"Better to describe 2 or 3 Things as a machine that morphs the colliding meanings of words and objects with dazzling speed, and generates an astonishing array of metaphors, paradoxes, digressions, and, above all, dialectical relationships, between idea and action, word and image, sound and picture, interior and exterior, microcosm and macrocosm."
--Amy Taubin "2 or 3 Things I Know About Her: The Whole and It's Parts”
Recent interest in acquiring mid-century technologies has re-developed a niche market for out-grown technologies; typewriters, lomography cameras, daguerreotypes, and even chalk tablets have been popping up in trendy boutiques as heralds of the DIY community spirit. Yet, such objects are also emblematic of a simulacra-like nostalgia, since many who clamor to purchase them have no memory of them functioning as ubiquitous household objects. Rather, they are like aesthetic garland signaling membership in a hip culture which finds novelty and utility in the “old.” Perhaps the interest is fueled by a desire to reanimate the wild spirit of individualism and ingenuity which Americanness has culturally projected since the heydey of technicolor. Perhaps such a resurgence is a collective re-examination of the desires which have propelled us--sometimes in blind white fervor--into more and more opaque relationships with the machines that make our lives more convenient and more interesting, with these object that often externalize our desires in ever more convenient packages.
Pinball, however, is an oddity. It’s a machine that never really receded from public view, albeit in the background in movie theatre game rooms, arcades, restaurants and seedy dive-bars. Nor was it reduced to an adornment. A smaller but committed community of enthusiasts have emerged who buy, restore, maintain and display pinball machines, and many clubs and local game rooms continue to offer an outlet for playing them. Considering that, like cameras, they too have more technologically advanced cousins--and video-games are certainly a thriving industry--the question remains why these expensive, and frankly somewhat cumbersome machines continue to draw in so many devotees and why, in some sense, they have they never entirely receded from view? Such dedication requires a strong desire to play.
When Geof Carter challenged us to create an installation for RHIZ-cade, we had only two parameters: pinball and the digital humanities. After several sessions wherein we toyed with every possible iteration of tables as objects of philosophy, rhetoric and pedagogy, we turned to footage on YouTube and Vimeo for ideas. Our inspiration for The Choric Slam-Tilt arose from a single lever pull on a particular pinball machine: Python Anghelo’s Cyclone (1988). In the footage a young woman feeds a few quarters into the machine. The scene cuts to her hand releasing the lever and propelling the pinball into play. The camera then follows the small metal ball through a kaleidoscopic maze of lights, imagery, barriers, and pathways.
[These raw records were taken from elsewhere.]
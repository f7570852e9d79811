// Practice configuration - RON file with defaults for every field

use serde::{Deserialize, Serialize};
use std::path::{Path, PathBuf};

use crate::lesson::LoadOptions;
use crate::sequencer::tempo::MetronomeConfig;
use crate::sequencer::timeline::DEFAULT_LOOKAHEAD;
use crate::theory::Tuning;

/// Directory name under the platform config dir
pub const APP_DIR_NAME: &str = "fretboard_trainer";
pub const CONFIG_FILE_NAME: &str = "config.ron";

/// Configuration error types
#[derive(Debug, thiserror::Error)]
pub enum ConfigError {
    #[error("IO error: {0}")]
    Io(#[from] std::io::Error),

    #[error("RON parse error: {0}")]
    Parse(#[from] ron::error::SpannedError),

    #[error("RON error: {0}")]
    Serialize(#[from] ron::Error),
}

#[derive(Debug, Clone, PartialEq, Serialize, Deserialize)]
#[serde(default)]
pub struct PracticeConfig {
    /// JSON lesson file
    pub lessons_json: PathBuf,
    /// Directory of .tab/.txt lessons
    pub tab_dir: PathBuf,
    /// Steps shown ahead of the current one
    pub lookahead: usize,
    /// 12 or 24
    pub fret_count: u32,
    /// Fail on unknown key and scale names instead of defaulting
    pub strict_names: bool,
    pub metronome: MetronomeConfig,
}

impl Default for PracticeConfig {
    fn default() -> Self {
        Self {
            lessons_json: PathBuf::from("lessons.json"),
            tab_dir: PathBuf::from("lessons_tab"),
            lookahead: DEFAULT_LOOKAHEAD,
            fret_count: 12,
            strict_names: false,
            metronome: MetronomeConfig::default(),
        }
    }
}

impl PracticeConfig {
    /// `<config dir>/fretboard_trainer/config.ron`
    pub fn default_path() -> Option<PathBuf> {
        dirs::config_dir().map(|dir| dir.join(APP_DIR_NAME).join(CONFIG_FILE_NAME))
    }

    pub fn from_ron(text: &str) -> Result<Self, ConfigError> {
        let mut config: PracticeConfig = ron::from_str(text)?;
        if config.fret_count != 12 && config.fret_count != 24 {
            log::warn!("Unsupported fret count {}, using 12", config.fret_count);
            config.fret_count = 12;
        }
        Ok(config)
    }

    pub fn to_ron(&self) -> Result<String, ConfigError> {
        Ok(ron::ser::to_string_pretty(
            self,
            ron::ser::PrettyConfig::default(),
        )?)
    }

    pub fn load<P: AsRef<Path>>(path: P) -> Result<Self, ConfigError> {
        let text = std::fs::read_to_string(path)?;
        Self::from_ron(&text)
    }

    /// Defaults when the file does not exist; other failures are errors
    pub fn load_or_default<P: AsRef<Path>>(path: P) -> Result<Self, ConfigError> {
        let path = path.as_ref();
        if !path.exists() {
            log::info!("No config at {}, using defaults", path.display());
            return Ok(Self::default());
        }
        Self::load(path)
    }

    pub fn save<P: AsRef<Path>>(&self, path: P) -> Result<(), ConfigError> {
        let path = path.as_ref();
        if let Some(parent) = path.parent() {
            std::fs::create_dir_all(parent)?;
        }
        std::fs::write(path, self.to_ron()?)?;
        Ok(())
    }

    pub fn load_options(&self) -> LoadOptions {
        LoadOptions {
            tuning: Tuning::STANDARD,
            strict_names: self.strict_names,
        }
    }
}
That initial enactment of desire serves as a visceral reminder that the relationship between our desires and the resulting technology is not always seamless and smooth, but also jagged and turbulent. The reverberations of our interactions echo in our ears and flash before our eyes. Pinball machines, and their inner-workings, do not exist as abstract ones and zeros. We do not need to rely on invisible translators that communicate how we can interact with them. What occurs in these machines may be inaccessible, veiled in glass and metal, but the machine impresses the appearance of translucence.
In its early days, pinball was illegal in many states. As Laura June reports in “For Amusement Only; The life and death of the American Arcade,” legislators argued that it was a form of gambling, that its outcome was determined by chance. Players argued that it was a game of skill, and prior to the addition of the flippers, they would shake and bump the machine to chart the ball’s path in accordance to their desires (June). Years later, a slam tilt switch was devised to shut down the game when players attempted to game the machine (June). But players continue to bump the table, slam the glass, and tilt its sides. The ball will bend to the gravitational tricks or start over. It was here that the “Choric Slam Tilt” came to life, in the disturbance; the slam tilt rocks the foundation, the status quo. It is in these interruptions, these ruptures and in-between spaces, where desiring-production absolves to regenerate. (It’s a space of connection that calls to mind the rupture and in-between spaces of the films like Jean-Luc Godard’s Two or Three Things That I Know About Her (1967) that Amy Taubin reviews and serves as our opening quote.) This is a space where we play with the elements we are given then slam-tilt the table to begin again and again as our desires serve as catalysts for ever different production and productions.
That we ceaselessly interrupt and replicate iterations of the objects of our desire--machines which permeate every facet of our lives--into evermore invisible backgrounds, does not change the fact that we do touch, and are touched by them; that we, too, are machines and that this production is symbiotic. And desire invents. Desire works as production; continuous making and remaking. As we become less and less certain about how technology functions exactly, maybe there is comfort in rewinding the objects a bit to manipulate the fundamentals and reimagine possibilities.
Works Cited
aaron hughes. “Person Pinball- 2011 Animation Block Party ‘Outro.’” Vimeo. Vimeo, 1 Aug. 2011. Web. 24 Dec. 2012.